When a lawsuit alleges that proper care was not
given and that harm was done, there is often a feeling of a betrayal
of trust. The physician thought she had a good relationship with
this patient who has now turned on her. There is a hope that if
the physician could only talk to the patient this nightmare would
go away. Talking to the patient would allow the physician to explain
that she did her best and that the outcome is not what either had
expected. The physician might even want to say that she is sorry
that the patient is not well and express compassion for the pain
the patient and her family may be suffering without admitting negligence.
Once a claim is filed, instead of having an opportunity
to talk with the patient, the physician receives advice from his
insurer and attorney that he should not speak to the patient or
anyone else about it. Thus, the physician is thrown into an adversarial
system in which legal attacks are defended on legal grounds. Experts
for both sides then reconstruct what the physician lived through
based on the cold reality of records.
Of course, patients go through emotional crises
of their own surrounding the filing of a claim and as they go through
the litigation process. Patients are also advised not to communicate
with the physician while the claim is pending.
Communication in Mediation
The litigation process discourages communications other than those
between the parties’ respective lawyers. Physicians and patients
communicate in the form of answers to questions, either in interrogatories,
depositions or at a hearing. Instead of talking, they testify.
In mediation, the reverse occurs in that no one
testifies, but everyone talks. In fact, a significant part of the
mediation process is known as storytelling. This is facilitated
by a mediator who seeks to create a space in which the physician
and the patient have a full opportunity to speak and, most importantly,
to listen to each other. Each side has the opportunity to “acquaint
the other party with his suffering”. Most mediators who handle
medical malpractice claims have moving stories of mediations in
which communications between a physician and a patient have been
a significant factor in resolving a claim short of trial.

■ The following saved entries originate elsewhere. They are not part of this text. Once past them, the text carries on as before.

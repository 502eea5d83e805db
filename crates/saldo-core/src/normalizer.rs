//! Converts raw aggregator records into canonical ledger transactions.
//!
//! Handles title cleanup (banking boilerplate, long numeric ids, embedded
//! dates, masked card numbers), date/amount extraction, and the stable
//! `bank_ref` used downstream for deduplication.

use chrono::Utc;
use once_cell::sync::Lazy;
use regex::Regex;
use saldo_banking::RawTransaction;
use saldo_domain::Transaction;
use uuid::Uuid;

use crate::categorizer::Categorizer;

/// Title used when nothing recognizable survives cleanup.
pub const FALLBACK_TITLE: &str = "Unknown Transaction";

/// Description used when the provider sends no text at all.
const FALLBACK_DESCRIPTION: &str = "Movimento";

static BOILERPLATE: Lazy<Regex> = Lazy::new(|| {
    Regex::new(r"(?i)\b(?:SDD\s*CORE|SEPA|POS|PAGAMENTO|BONIFICO|ADDEBITO|ACCREDITO|GIROCONTO)\b")
        .unwrap()
});
static REFERENCE_MARKERS: Lazy<Regex> =
    Lazy::new(|| Regex::new(r"(?i)\b(?:DISP\.\s*N\.\s*|RIF\.\s*|CRO\s*|VS\.\s*)").unwrap());
static LONG_DIGIT_RUNS: Lazy<Regex> = Lazy::new(|| Regex::new(r"[0-9]{8,}").unwrap());
static DATE_PATTERNS: Lazy<Regex> =
    Lazy::new(|| Regex::new(r"\d{2}/\d{2}/\d{4}|\d{2}\.\d{2}\.\d{4}").unwrap());
static MASKED_CARDS: Lazy<Regex> = Lazy::new(|| Regex::new(r"\*{4}\d{4}").unwrap());
static WHITESPACE: Lazy<Regex> = Lazy::new(|| Regex::new(r"\s+").unwrap());

/// Cleans a raw bank transaction description into a display title.
///
/// Re-cleaning an already clean title is a no-op.
pub fn clean_title(raw: &str) -> String {
    let mut clean = BOILERPLATE.replace_all(raw, "").into_owned();
    clean = REFERENCE_MARKERS.replace_all(&clean, "").into_owned();
    clean = LONG_DIGIT_RUNS.replace_all(&clean, "").into_owned();
    clean = DATE_PATTERNS.replace_all(&clean, "").into_owned();
    clean = MASKED_CARDS.replace_all(&clean, "").into_owned();
    let collapsed = WHITESPACE.replace_all(&clean, " ");
    let trimmed = collapsed.trim_matches(|c: char| c.is_whitespace() || c == '-' || c == '/');

    if trimmed.is_empty() {
        return FALLBACK_TITLE.to_string();
    }

    trimmed
        .split(' ')
        .map(title_case_word)
        .collect::<Vec<_>>()
        .join(" ")
}

/// Short words stay lowercase so articles and prepositions are not mangled.
fn title_case_word(word: &str) -> String {
    if word.chars().count() <= 2 {
        return word.to_lowercase();
    }
    let mut chars = word.chars();
    match chars.next() {
        Some(first) => first.to_uppercase().collect::<String>() + &chars.as_str().to_lowercase(),
        None => String::new(),
    }
}

/// Maps a batch of raw provider records into canonical transactions tagged
/// as bank imports.
pub fn normalize_batch(
    batch: &[RawTransaction],
    account_label: &str,
    account_id: Option<Uuid>,
    categorizer: &Categorizer,
) -> Vec<Transaction> {
    tracing::debug!(
        account = %account_label,
        count = batch.len(),
        "normalizing raw transaction batch"
    );
    batch
        .iter()
        .map(|raw| normalize(raw, account_id, categorizer))
        .collect()
}

fn normalize(raw: &RawTransaction, account_id: Option<Uuid>, categorizer: &Categorizer) -> Transaction {
    let amount = raw
        .transaction_amount
        .as_ref()
        .and_then(|value| value.amount.parse::<f64>().ok())
        .unwrap_or(0.0);
    let description = description_of(raw);
    let title = clean_title(&description);
    // Categories match against the raw text: cleanup may strip the very
    // token a keyword would hit.
    let category = categorizer.categorize(&description).to_string();
    let date = raw
        .booking_date
        .or(raw.value_date)
        .unwrap_or_else(|| Utc::now().date_naive());
    let bank_ref = raw
        .transaction_id
        .clone()
        .or_else(|| raw.internal_transaction_id.clone())
        .unwrap_or_else(synthetic_bank_ref);

    let mut transaction = Transaction::new(title, date, amount, category).with_bank_ref(bank_ref);
    transaction.account_id = account_id;
    transaction
}

/// The `local-` prefix keeps generated refs distinguishable from anything
/// the provider could assign.
fn synthetic_bank_ref() -> String {
    format!("local-{}", Uuid::new_v4().simple())
}

fn description_of(raw: &RawTransaction) -> String {
    if let Some(text) = non_empty(raw.remittance_information_unstructured.as_deref()) {
        return text;
    }
    if let Some(lines) = raw.remittance_information_unstructured_array.as_ref() {
        let joined = lines.join(" ");
        if !joined.trim().is_empty() {
            return joined;
        }
    }
    if let Some(name) = non_empty(raw.creditor_name.as_deref()) {
        return name;
    }
    if let Some(name) = non_empty(raw.debtor_name.as_deref()) {
        return name;
    }
    if let Some(info) = non_empty(raw.additional_information.as_deref()) {
        return info;
    }
    FALLBACK_DESCRIPTION.to_string()
}

fn non_empty(value: Option<&str>) -> Option<String> {
    value
        .map(str::trim)
        .filter(|text| !text.is_empty())
        .map(str::to_string)
}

Mediation is not a panacea for the problems a
physician faces as a result of a malpractice claim. However, it
can be a much more humane and effective means of resolving a claim
than a trial precisely because it presents opportunity for direct
communication between the physician and patient. (Not all physicians
whose cases go to mediation avail themselves of this opportunity.)
Mediation also enables a physician to understand more fully the
litigation process, to evaluate the risks of going to trial, and
to participate more meaningfully in the discussion of whether or
not to settle the claim. That is, the mediation process provides
information that serves as an informed basis for decision-making.
It is often said that mediation takes place in
the “shadow of the law”. This means that both parties
are seeking to understand and to persuade the other party of their
best estimate of what the trial result is likely to be. Mediators
work in this context by asking pertinent questions in the course
of mediation and conveying information so that all parties understand
the risks of trial. A realistic appreciation of the risks for both
the patient and the physician is what drives the negotiation. No
matter how well educated and trained a physician may be, his field
of expertise is rarely the legal system.
In discussions with his counsel and the mediator,
the physician will be able to address any interests he may have
in regard to the claim. For example, confidentiality is a very important
interest for many physicians. While the National Practitioner Data
Bank and the laws of the Board of Medicine make it difficult to
assure total confidentiality, with mediations, there are certain
aspects of the matter which can be kept private and out of the newspaper.
On the other hand, once a case goes to trial, the case becomes a
matter of public record and details of it are readily accessible.
The Process of Mediation
With this background, it is useful to describe the mediation process
itself and the role of the parties and the mediator.
Mediation is, in essence, a facilitated negotiation.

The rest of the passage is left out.